Figure 6 shows the plots of the crude infection rate (CIR) and net infection rate (NIR) . The red curve represents the *CIR(t),* the ratio of the daily change in the number of confirmed cases relative to the number of confirmed cases at time *t+1*. The CIR under-represents the infection rate, so the model estimates the infection rate with the NIR. This explains why the black curve represented by *NIR(t)* tends to be larger than the *CIR(t) *curve*. *The *NIR(t)* is the ratio of the daily change in the number of asymptomatic-infected individuals relative to the number of asymptomatic-infected individuals at time *t*.

Figure 6: The observed crude infection rate , CIR (red ⎯), and the estimated net infection rate, NIR (black ⎯)

The observed doubling rate obtained from the observed number of confirmed cases (*C**t*) and its estimate from the cumulative number of new infections (*CNI)* appear to be very close after mid July (see Figure 7). This implies reporting kept pace with the spread of the disease starting mid July. The doubling rate obtained from *C**t* is represented as the black curve, and the estimate obtained from *CNI *is represented by the red curve. It is the inverse of the doubling time at time *t*. The doubling time is the amount of time it takes to double the amount of infected individuals at time *t*. The higher the doubling rate, the faster the spread of the infection. The doubling rate reflects the effect of spread mitigation efforts, including social distancing campaigns, improved hygiene, and case tracking.

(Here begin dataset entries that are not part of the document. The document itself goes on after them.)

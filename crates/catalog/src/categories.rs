use regex::Regex;

/// One entry of the category table: a machine id, a display label, and the
/// compiled keyword pattern that decides membership. Matching is a plain
/// data-driven regex test — no per-category behavior.
#[derive(Debug)]
pub struct CategoryMatcher {
    id: &'static str,
    label: &'static str,
    pattern: Regex,
}

impl CategoryMatcher {
    pub fn id(&self) -> &'static str {
        self.id
    }

    pub fn label(&self) -> &'static str {
        self.label
    }

    /// Case-insensitive test of a metric name against this category.
    pub fn is_match(&self, name: &str) -> bool {
        self.pattern.is_match(name)
    }
}

/// Fixed, ordered collection of category matchers. Categories are not
/// mutually exclusive: one name may match several entries, or none.
/// Registry order only shows through when output counts tie.
#[derive(Debug)]
pub struct CategoryRegistry {
    matchers: Vec<CategoryMatcher>,
}

/// Keyword table behind [`CategoryRegistry::builtin`]. Each keyword must
/// appear as a whole token (bounded by non-alphanumerics or the string
/// edges), so `cpu` matches `node_cpu_seconds` but not `tcpu_foo`.
const BUILTIN: &[(&str, &str, &[&str])] = &[
    ("cpu", "CPU", &["cpu"]),
    ("memory", "Memory", &["memory", "mem", "heap", "rss"]),
    (
        "latency",
        "Response time",
        &["latency", "duration", "response", "rtt"],
    ),
    (
        "load",
        "Load",
        &["load", "pressure", "saturation", "utilization", "concurrent"],
    ),
    (
        "network",
        "Network",
        &["network", "net", "http", "tcp", "udp", "grpc", "socket"],
    ),
    (
        "queue",
        "Queueing",
        &["queue", "kafka", "rabbitmq", "amqp", "celery"],
    ),
    (
        "database",
        "Database",
        &[
            "db", "database", "sql", "postgres", "mysql", "redis", "mongodb",
        ],
    ),
    (
        "filesystem",
        "Filesystem",
        &["filesystem", "fs", "disk", "file", "inode"],
    ),
    (
        "errors",
        "Errors",
        &["error", "errors", "fail", "failed", "failure", "exception"],
    ),
    (
        "kubernetes",
        "Kubernetes",
        &["kubernetes", "k8s", "kube", "container", "pod", "kubelet"],
    ),
];

impl CategoryRegistry {
    /// Compile the built-in keyword table. Patterns are fixed at build time,
    /// so compilation cannot fail at runtime.
    pub fn builtin() -> Self {
        let matchers = BUILTIN
            .iter()
            .map(|&(id, label, keywords)| CategoryMatcher {
                id,
                label,
                pattern: keyword_pattern(keywords),
            })
            .collect();
        Self { matchers }
    }

    pub fn matchers(&self) -> &[CategoryMatcher] {
        &self.matchers
    }

    /// Display label for a category id, if the registry knows it.
    pub fn label_for(&self, id: &str) -> Option<&'static str> {
        self.matchers
            .iter()
            .find(|m| m.id == id)
            .map(|m| m.label)
    }
}

/// Case-insensitive alternation anchored at token boundaries.
fn keyword_pattern(keywords: &[&str]) -> Regex {
    let pattern = format!(
        "(?i)(?:^|[^a-z0-9])(?:{})(?:[^a-z0-9]|$)",
        keywords.join("|")
    );
    Regex::new(&pattern).expect("built-in category pattern must compile")
}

Figure 7: Doubling rate, Ct (black ⎯) and CNI(red ⎯)

Figure 8 shows the crude and net case fatality rates, CFR and NFR respectively. The black curve represents the *CFR(t)* and the red curve represents the *NFR(t)*. *CFR(t)* is given by the percent of total deaths to the total confirmed cases up to time *t*.* NFR(t)* is given by the percent of total deaths to the cumulative number of infections up to time *t* estimated by the model. It is important to note that the formulas of the CFR and NFR are the same, except the denominator of the NFR is the *CNI(t)* while the denominator of the CFR is *C**t* . The observed number of confirmed cases *C**t* will be strictly less than or equal to the estimated cumulative number of new infections *CNI(t), *and likely much less, therefore the CFR is naturally much larger than the NFR.

Figure 8: The crude case fatality rate, CFR (black ⎯), and the net case fatality rate, NFR (red ⎯).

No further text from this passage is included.